The ICONA
Project
The identification of pretreatment
tumor characteristics that are associated with sensitivity
or resistance to anticancer drugs may minimize the proportion
of patients who would not benefit from treatment and
maximize the proportion of those who would.
High-throughput technologies such as cDNA- or protein-microarrays,
may pave the way for a systematic identification of
factors linked to sensitivity to therapy. Both approaches,
though, still present major pitfalls. Microarrays
that monitor cDNA expression levels require extensive
methodological standardization to obtain reproducible
results, and the interpretation of the large body
of information can be a difficult task without the
support of advanced bioinformatics.
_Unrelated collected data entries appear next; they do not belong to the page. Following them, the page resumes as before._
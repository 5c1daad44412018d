// ABOUTME: Validated domain types shared across the pipeline.
// ABOUTME: Service names, image references, and SSH remote host addresses.

mod image_ref;
mod remote_host;
mod service_name;

pub use image_ref::{ImageRef, ParseImageRefError};
pub use remote_host::{ParseRemoteHostError, RemoteHost};
pub use service_name::{ServiceName, ServiceNameError};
A further limitation
is that mRNA levels closely reflect protein levels
in only 20% of the cases, and sometimes this discrepancy
can be by 20-fold or larger. On the other hand, current
proteomic approaches are hampered by the labor-intensive
and poorly reproducible procedures that are required
for the quantification of proteins of interest. With
the aid of leader experts of member Universities,
CINBO plans to develop a protein chip based on a radically
different and innovative approach.
ICONA proteomic chip
This will be based on fluorescent
dye-labelled recombinant proteins, where quantification
of protein expression in tumor tissues will be performed
by competition with known amounts of the correspondent
fluorescent proteins. Key advantages of this approach
over existing methods are that:
a. tumor lysates are tested as unmodified, native
samples;
b. accurate quantification is obtained;
c. the assays is based on entirely defined systems
(antibodies and recombinant proteins).
These characteristics have important implications
for the validation of reagents for clinical use and
for ease/robustness of performance of the measuring
assay. A proteome-wide extension of this approach
is not beyond reach, given current technologies for
parallel peptide synthesis or recombinant protein
production in E. coli or yeast.
As labeling reactions are stochastic in nature (none,
single or multiple labels per protein molecule follow
typical Poisson distributions), mixtures of heterogeneously-labeled
proteins are bound to be produced. This will affect
(a) the accuracy of quantitative measurements (b)
the reproducibility of the labeling reaction, and
(c) will potentially interfere with binding to the
antibody on the revealing chip. Thus, a second-generation
ICONA assay will be developed, using proprietary technologies.